» What is required: In the following listing, find the lines containing "Serialize" and report them.

» Given data:
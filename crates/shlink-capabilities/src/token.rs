//! Access tokens.
//!
//! An access token is an opaque bearer value. It is only usable together
//! with a request signed by the key it was bound to at issuance.

use rand::RngCore;
use rand::rngs::OsRng;
use serde::{Deserialize, Serialize};
use shlink_core::{AccessType, ClientIdentity, PolicyRecord, RarItem};
use shlink_crypto::{access_token_hash, b64url_encode};
use std::fmt;

use crate::error::{CapabilityError, CapabilityResult};

/// Number of random bytes in a token value.
pub const TOKEN_VALUE_BYTES: usize = 32;

/// Generate an unguessable token value from the OS random source.
///
/// # Errors
///
/// Returns [`CapabilityError::TokenGeneration`] if the OS random source fails.
pub fn generate_token_value() -> CapabilityResult<String> {
    let mut bytes = [0u8; TOKEN_VALUE_BYTES];
    OsRng
        .try_fill_bytes(&mut bytes)
        .map_err(|e| CapabilityError::TokenGeneration(e.to_string()))?;
    Ok(b64url_encode(bytes))
}

/// Short, non-reversible label for a token value, safe to log.
#[must_use]
pub fn token_fingerprint(value: &str) -> String {
    access_token_hash(value).chars().take(10).collect()
}

/// An issued access token.
#[derive(Clone, PartialEq, Eq, Serialize, Deserialize)]
pub struct AccessToken {
    /// The bearer value.
    pub value: String,
    /// The client the token is bound to.
    pub bound_client: ClientIdentity,
    /// Rights the token carries.
    pub granted_access: Vec<RarItem>,
    /// Policies the rights were granted under.
    pub enabling_policies: Vec<PolicyRecord>,
    /// Expiry, epoch seconds.
    pub expiration_time: i64,
}

impl AccessToken {
    /// Whether the token can still be used at `now`.
    #[must_use]
    pub fn is_valid_at(&self, now: i64) -> bool {
        self.expiration_time > now
    }

    /// Whether some granted item of `access_type` lists `location` verbatim.
    #[must_use]
    pub fn grants(&self, access_type: AccessType, location: &str) -> bool {
        self.granted_access
            .iter()
            .any(|item| item.covers(access_type, location))
    }

    /// Whether any right was granted under a claim on `package`.
    #[must_use]
    pub fn derives_from_claim_on(&self, package: &str) -> bool {
        self.enabling_policies
            .iter()
            .any(|record| record.is_claim_on(package))
    }

    /// Loggable label for this token.
    #[must_use]
    pub fn fingerprint(&self) -> String {
        token_fingerprint(&self.value)
    }
}

impl fmt::Debug for AccessToken {
    fn fmt(&self, f: &mut fmt::Formatter<'_>) -> fmt::Result {
        f.debug_struct("AccessToken")
            .field("fingerprint", &self.fingerprint())
            .field("bound_client", self.bound_client.key_id())
            .field("granted_access", &self.granted_access)
            .field("enabling_policies", &self.enabling_policies)
            .field("expiration_time", &self.expiration_time)
            .finish()
    }
}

» Response to the exercise:
use serde::{Deserialize, Serialize};
#[derive(Clone, PartialEq, Eq, Serialize, Deserialize)]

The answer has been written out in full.